Are there any systematic models/algorithms that can cluster multivariate time series? For instance, I would like to identify some time series that are very different with others.

Moreover, for the online monitoring, I may run this algorithm in an on-time fashion. For instance, every 10 minutes, I run this kind of algorithm against the time series covering 10 minutes. Are there any efficient algorithms with respect to this?

score 7 · Accepted Answer · answered Jul 27 '16 at 08:53

The R package pdc offers clustering for multivariate time series. Permutation Distribution Clustering is a complexity-based dissimilarity measure for time series. If you can assume that differences in time series are due to differences w.r.t. complexity and, specifically not due to differences in means, variances, or the moments in general, this may be a valid approach. The algorithmic time complexity of calculating the pdc representation of a multivariate time series is in O(DTN) with D being the number of dimensions, T being the length of the time series and N being the number of time series. This is probably as efficient as it gets since a single sweep over each dimension of each time series is enough to obtain the compressed complexity representation. This representation can be used to calculate dissimilarity between two time series at low cost (depending on the chosen representational complexity which can either be pre-specified or derived from the data).

Here is a simple worked example with a hierarchical clustering of multivariate white-noise time series (the plot illustrates only the first dimension of each time series):

require("pdc")

num.ts <- 20 # number of time series
num.dim <- 12 # number of dimensions
len.ts <- 600*10 # number of time series

# generate Gaussian white noise
data <- array(dim = c(len.ts, num.ts, num.dim),data = rnorm(num.ts*num.dim*len.ts))

# obtain clustering with embedding dimension of 5
pdc <- pdclust(X = data, m=5,t=1)

# plot hierarchical clustering
plot(pdc)

The command pdcDist(data) generates a dissimilarity matrix:

Since the data are all white noise, there is no apparent structure in the dissimilarity matrix.

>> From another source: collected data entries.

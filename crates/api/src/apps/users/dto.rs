use chrono::{DateTime, Utc};
use serde::{Deserialize, Serialize};
use utoipa::ToSchema;

use launchpad_infra::User;

#[derive(Debug, Clone, Deserialize, ToSchema)]
pub struct LoginRequest {
    pub username: String,
    pub password: String,
}

#[derive(Debug, Clone, Serialize, Deserialize, PartialEq, Eq, ToSchema)]
pub struct TokenResponse {
    pub access_token: String,
    pub token_type: String,
}

impl TokenResponse {
    pub fn bearer(access_token: String) -> Self {
        Self {
            access_token,
            token_type: "bearer".to_string(),
        }
    }
}

#[derive(Debug, Clone, Serialize, ToSchema)]
pub struct MeResponse {
    pub id: i64,
    pub username: String,
    pub created_at: DateTime<Utc>,
}

impl From<User> for MeResponse {
    fn from(user: User) -> Self {
        Self {
            id: user.id,
            username: user.username,
            created_at: user.created_at,
        }
    }
}
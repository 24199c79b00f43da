//! Postgres-backed user repository (table created by migration 1).

use async_trait::async_trait;
use sqlx::{PgPool, Row, postgres::PgRow};

use super::{NewUser, RepositoryError, User, UserRepository};

pub struct PgUserRepository {
    pool: PgPool,
}

impl PgUserRepository {
    pub fn new(pool: PgPool) -> Self {
        Self { pool }
    }
}

fn user_from_row(row: &PgRow) -> Result<User, sqlx::Error> {
    Ok(User {
        id: row.try_get("id")?,
        username: row.try_get("username")?,
        password_hash: row.try_get("password")?,
        created_at: row.try_get("created_at")?,
        edited_at: row.try_get("edited_at")?,
    })
}

#[async_trait]
impl UserRepository for PgUserRepository {
    async fn find_by_username(&self, username: &str) -> Result<Option<User>, RepositoryError> {
        let row = sqlx::query(
            "SELECT id, username, password, created_at, edited_at FROM users WHERE username = $1",
        )
        .bind(username)
        .fetch_optional(&self.pool)
        .await?;

        Ok(row.as_ref().map(user_from_row).transpose()?)
    }

    async fn create(&self, user: NewUser) -> Result<User, RepositoryError> {
        let row = sqlx::query(
            "INSERT INTO users (username, password) VALUES ($1, $2) \
             RETURNING id, username, password, created_at, edited_at",
        )
        .bind(&user.username)
        .bind(&user.password_hash)
        .fetch_one(&self.pool)
        .await
        .map_err(|e| match e {
            sqlx::Error::Database(db) if db.is_unique_violation() => {
                RepositoryError::Conflict(user.username.clone())
            }
            other => RepositoryError::Database(other),
        })?;

        Ok(user_from_row(&row)?)
    }
}
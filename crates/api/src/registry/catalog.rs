use axum::Router;
use utoipa::openapi::OpenApi;

use super::{Loaded, ModuleLoadError, RouteModule, RouteModuleLoader};

/// The plugin interface each bundled app exports.
pub trait AppModule<S>: Send + Sync {
    /// Must equal the app's directory name.
    fn name(&self) -> &'static str;

    /// `Ok(None)` when the app ships a routes module without a router.
    fn router(&self) -> Result<Option<Router<S>>, ModuleLoadError>;

    fn openapi(&self) -> Option<OpenApi> {
        None
    }
}

/// Apps compiled into the binary, looked up by directory name.
pub struct AppCatalog<S> {
    modules: Vec<Box<dyn AppModule<S>>>,
}

impl<S> Default for AppCatalog<S> {
    fn default() -> Self {
        Self {
            modules: Vec::new(),
        }
    }
}

impl<S> AppCatalog<S> {
    pub fn new() -> Self {
        Self::default()
    }

    /// Lookups return the first module registered under a name.
    pub fn with(mut self, module: impl AppModule<S> + 'static) -> Self {
        self.modules.push(Box::new(module));
        self
    }

    pub fn get(&self, name: &str) -> Option<&dyn AppModule<S>> {
        self.modules
            .iter()
            .find(|m| m.name() == name)
            .map(|m| m.as_ref())
    }

    pub fn names(&self) -> impl Iterator<Item = &'static str> + '_ {
        self.modules.iter().map(|m| m.name())
    }
}

impl<S> RouteModuleLoader<S> for AppCatalog<S> {
    fn load(&self, module: &RouteModule) -> Result<Option<Loaded<S>>, ModuleLoadError> {
        let app = self
            .get(&module.name)
            .ok_or_else(|| ModuleLoadError::NotInCatalog(module.name.clone()))?;

        Ok(app.router()?.map(|router| Loaded {
            router,
            openapi: app.openapi(),
        }))
    }
}

#[cfg(test)]
mod tests {
    use std::path::PathBuf;

    use axum::routing::get;

    use super::*;

    struct Echo;

    impl AppModule<()> for Echo {
        fn name(&self) -> &'static str {
            "echo"
        }

        fn router(&self) -> Result<Option<Router<()>>, ModuleLoadError> {
            Ok(Some(Router::new().route("/", get(|| async { "echo" }))))
        }
    }

    struct Helpers;

    impl AppModule<()> for Helpers {
        fn name(&self) -> &'static str {
            "helpers"
        }

        fn router(&self) -> Result<Option<Router<()>>, ModuleLoadError> {
            Ok(None)
        }
    }

    fn module(name: &str) -> RouteModule {
        RouteModule {
            name: name.to_string(),
            path: PathBuf::from("apps").join(name),
        }
    }

    #[test]
    fn catalog_resolves_by_directory_name() {
        let catalog = AppCatalog::new().with(Echo).with(Helpers);

        assert_eq!(catalog.names().collect::<Vec<_>>(), ["echo", "helpers"]);
        assert!(catalog.load(&module("echo")).unwrap().is_some());
        assert!(catalog.load(&module("helpers")).unwrap().is_none());
    }

    #[test]
    fn uncompiled_app_is_an_error() {
        let catalog = AppCatalog::<()>::new().with(Echo);

        assert!(matches!(
            catalog.load(&module("billing")),
            Err(ModuleLoadError::NotInCatalog(name)) if name == "billing"
        ));
    }
}
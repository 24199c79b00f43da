use std::collections::BTreeMap;
use std::sync::Mutex;

use async_trait::async_trait;
use chrono::Utc;

use super::{NewUser, RepositoryError, User, UserRepository};

/// Process-local user store (dev/test).
#[derive(Debug, Default)]
pub struct InMemoryUserRepository {
    inner: Mutex<Inner>,
}

#[derive(Debug, Default)]
struct Inner {
    next_id: i64,
    by_username: BTreeMap<String, User>,
}

impl InMemoryUserRepository {
    pub fn new() -> Self {
        Self::default()
    }

    pub fn len(&self) -> usize {
        self.inner.lock().unwrap().by_username.len()
    }

    pub fn is_empty(&self) -> bool {
        self.len() == 0
    }
}

#[async_trait]
impl UserRepository for InMemoryUserRepository {
    async fn find_by_username(&self, username: &str) -> Result<Option<User>, RepositoryError> {
        Ok(self.inner.lock().unwrap().by_username.get(username).cloned())
    }

    async fn create(&self, user: NewUser) -> Result<User, RepositoryError> {
        let mut inner = self.inner.lock().unwrap();
        if inner.by_username.contains_key(&user.username) {
            return Err(RepositoryError::Conflict(user.username));
        }

        inner.next_id += 1;
        let now = Utc::now();
        let stored = User {
            id: inner.next_id,
            username: user.username.clone(),
            password_hash: user.password_hash,
            created_at: now,
            edited_at: now,
        };
        inner.by_username.insert(user.username, stored.clone());
        Ok(stored)
    }
}
//! `launchpad-infra`: adapters for the external systems an app talks to:
//! the relational database, the user table and S3-compatible object storage.

pub mod database;
pub mod storage;
pub mod users;

pub use database::{Database, DatabaseConfig, DatabaseError};
pub use storage::{StorageClient, StorageError, random_filename};
pub use users::{InMemoryUserRepository, NewUser, PgUserRepository, RepositoryError, User, UserRepository};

         1        2        3        4        5        6        7
2 4.832894                                                      
3 4.810718 4.790286                                             
4 4.812738 4.796530 4.809482                                    
5 4.798458 4.772756 4.751079 4.786206                           
6 4.812076 4.793027 4.798996 4.758193 4.751691                  
7 4.786515 4.771505 4.754735 4.837236 4.775775 4.794706         
8 4.808709 4.832403 4.722993 4.781267 4.784397 4.776600 4.787757

For more information refer to:

Brandmaier, A. M. (2015). pdc: An R package for complexity-based clustering of time series. Journal of Statistical Software, 67. doi:10.18637/jss.v067.i05 (Full text)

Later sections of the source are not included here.